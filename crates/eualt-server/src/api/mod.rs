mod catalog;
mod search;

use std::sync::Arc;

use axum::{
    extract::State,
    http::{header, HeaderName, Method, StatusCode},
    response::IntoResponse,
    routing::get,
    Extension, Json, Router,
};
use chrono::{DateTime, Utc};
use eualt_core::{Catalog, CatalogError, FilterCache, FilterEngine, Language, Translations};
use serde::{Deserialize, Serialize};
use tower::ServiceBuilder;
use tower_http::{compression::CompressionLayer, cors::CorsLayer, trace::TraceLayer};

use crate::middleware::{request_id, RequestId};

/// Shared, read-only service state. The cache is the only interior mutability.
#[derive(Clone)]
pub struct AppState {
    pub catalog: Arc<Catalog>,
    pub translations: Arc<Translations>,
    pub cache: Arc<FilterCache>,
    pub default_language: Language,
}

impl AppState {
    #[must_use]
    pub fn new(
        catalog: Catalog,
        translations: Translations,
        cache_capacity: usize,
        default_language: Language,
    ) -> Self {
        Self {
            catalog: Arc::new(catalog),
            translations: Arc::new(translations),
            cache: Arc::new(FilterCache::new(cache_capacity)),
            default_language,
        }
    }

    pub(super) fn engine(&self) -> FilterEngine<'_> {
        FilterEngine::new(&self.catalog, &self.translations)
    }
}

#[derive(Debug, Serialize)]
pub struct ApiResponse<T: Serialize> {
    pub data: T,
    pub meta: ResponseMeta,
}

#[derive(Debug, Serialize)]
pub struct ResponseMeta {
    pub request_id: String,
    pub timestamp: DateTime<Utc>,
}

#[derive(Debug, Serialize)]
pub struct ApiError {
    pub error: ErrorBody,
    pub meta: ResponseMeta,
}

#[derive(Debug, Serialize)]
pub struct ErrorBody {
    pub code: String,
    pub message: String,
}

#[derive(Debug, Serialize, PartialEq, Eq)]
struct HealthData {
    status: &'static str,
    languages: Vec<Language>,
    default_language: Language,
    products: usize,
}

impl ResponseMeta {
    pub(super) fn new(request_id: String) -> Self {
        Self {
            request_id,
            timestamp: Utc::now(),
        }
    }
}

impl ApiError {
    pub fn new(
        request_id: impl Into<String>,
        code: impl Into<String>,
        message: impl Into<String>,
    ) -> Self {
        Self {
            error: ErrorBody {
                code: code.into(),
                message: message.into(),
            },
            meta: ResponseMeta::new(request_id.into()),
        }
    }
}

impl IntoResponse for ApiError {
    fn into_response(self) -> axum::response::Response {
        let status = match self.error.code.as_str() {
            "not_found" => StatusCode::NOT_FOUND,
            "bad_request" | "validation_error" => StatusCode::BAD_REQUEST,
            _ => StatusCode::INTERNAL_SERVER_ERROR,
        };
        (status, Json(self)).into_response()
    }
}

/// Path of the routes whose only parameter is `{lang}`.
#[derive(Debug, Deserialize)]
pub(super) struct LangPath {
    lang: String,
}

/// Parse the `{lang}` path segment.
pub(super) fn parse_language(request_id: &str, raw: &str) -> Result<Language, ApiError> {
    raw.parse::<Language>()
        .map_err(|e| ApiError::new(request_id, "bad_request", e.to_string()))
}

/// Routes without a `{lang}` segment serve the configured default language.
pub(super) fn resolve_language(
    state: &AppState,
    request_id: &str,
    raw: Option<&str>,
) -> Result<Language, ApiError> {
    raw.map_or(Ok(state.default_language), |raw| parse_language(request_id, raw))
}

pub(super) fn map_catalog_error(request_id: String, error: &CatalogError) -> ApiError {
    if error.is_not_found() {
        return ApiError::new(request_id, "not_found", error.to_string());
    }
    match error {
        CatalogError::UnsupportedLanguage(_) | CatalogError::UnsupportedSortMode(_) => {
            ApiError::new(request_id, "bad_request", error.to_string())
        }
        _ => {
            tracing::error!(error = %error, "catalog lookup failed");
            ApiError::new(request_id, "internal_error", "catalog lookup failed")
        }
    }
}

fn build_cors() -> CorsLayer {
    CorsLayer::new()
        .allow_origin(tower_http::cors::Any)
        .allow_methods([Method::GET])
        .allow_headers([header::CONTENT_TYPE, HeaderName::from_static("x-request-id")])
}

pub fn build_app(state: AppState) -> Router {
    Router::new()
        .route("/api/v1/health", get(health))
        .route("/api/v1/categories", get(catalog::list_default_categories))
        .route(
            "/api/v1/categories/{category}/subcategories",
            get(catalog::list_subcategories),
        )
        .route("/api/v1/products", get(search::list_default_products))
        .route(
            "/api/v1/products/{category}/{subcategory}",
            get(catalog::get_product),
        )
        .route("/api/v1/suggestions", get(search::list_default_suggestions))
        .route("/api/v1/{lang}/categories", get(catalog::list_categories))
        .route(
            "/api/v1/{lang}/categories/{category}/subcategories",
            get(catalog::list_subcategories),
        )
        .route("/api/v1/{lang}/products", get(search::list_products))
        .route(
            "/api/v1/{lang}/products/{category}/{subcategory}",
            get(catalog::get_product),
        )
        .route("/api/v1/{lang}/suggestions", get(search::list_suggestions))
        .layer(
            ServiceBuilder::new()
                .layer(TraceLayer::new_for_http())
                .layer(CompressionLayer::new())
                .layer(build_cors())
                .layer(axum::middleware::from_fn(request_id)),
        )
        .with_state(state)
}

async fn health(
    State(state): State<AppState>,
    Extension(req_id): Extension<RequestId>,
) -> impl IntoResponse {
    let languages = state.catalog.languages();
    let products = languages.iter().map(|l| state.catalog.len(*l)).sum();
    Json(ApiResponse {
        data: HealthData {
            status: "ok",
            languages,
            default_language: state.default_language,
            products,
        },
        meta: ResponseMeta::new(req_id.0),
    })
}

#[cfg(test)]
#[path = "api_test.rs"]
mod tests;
◇ ◇ ◇ ◇ ◇
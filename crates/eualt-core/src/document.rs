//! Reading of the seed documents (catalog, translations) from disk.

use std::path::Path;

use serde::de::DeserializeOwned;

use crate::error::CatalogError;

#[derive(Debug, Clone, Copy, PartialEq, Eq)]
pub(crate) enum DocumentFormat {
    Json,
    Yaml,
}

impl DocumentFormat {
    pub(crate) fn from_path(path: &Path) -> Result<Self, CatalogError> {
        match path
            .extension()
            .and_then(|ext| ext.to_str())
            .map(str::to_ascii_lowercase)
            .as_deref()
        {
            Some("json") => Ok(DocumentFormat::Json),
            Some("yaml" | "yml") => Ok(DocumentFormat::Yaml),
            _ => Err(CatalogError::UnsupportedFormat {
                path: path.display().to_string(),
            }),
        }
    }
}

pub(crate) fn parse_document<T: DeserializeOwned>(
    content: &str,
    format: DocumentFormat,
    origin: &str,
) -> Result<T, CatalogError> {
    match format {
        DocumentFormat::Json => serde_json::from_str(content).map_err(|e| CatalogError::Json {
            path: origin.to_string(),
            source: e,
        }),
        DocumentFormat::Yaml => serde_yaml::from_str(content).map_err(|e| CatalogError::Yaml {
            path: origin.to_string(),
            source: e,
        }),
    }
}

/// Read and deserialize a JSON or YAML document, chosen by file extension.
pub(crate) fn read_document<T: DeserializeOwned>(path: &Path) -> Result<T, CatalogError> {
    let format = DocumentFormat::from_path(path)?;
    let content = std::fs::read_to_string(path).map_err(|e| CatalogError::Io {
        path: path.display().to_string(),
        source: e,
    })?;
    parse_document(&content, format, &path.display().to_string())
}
◇ ◇ ◇ ◇ ◇
● TASK PROMPT
The output should be exactly the lines above from the line containing "filename crates/eualt-server/src/api/mod.rs" to the line containing "use tower::ServiceBuilder;", inclusive, with no other lines.

● SOLUTION TO THIS PROBLEM
filename crates/eualt-server/src/api/mod.rs
mod catalog;
mod search;

use std::sync::Arc;

use axum::{
    extract::State,
    http::{header, HeaderName, Method, StatusCode},
    response::IntoResponse,
    routing::get,
    Extension, Json, Router,
};
use chrono::{DateTime, Utc};
use eualt_core::{Catalog, CatalogError, FilterCache, FilterEngine, Language, Translations};
use serde::{Deserialize, Serialize};
use tower::ServiceBuilder;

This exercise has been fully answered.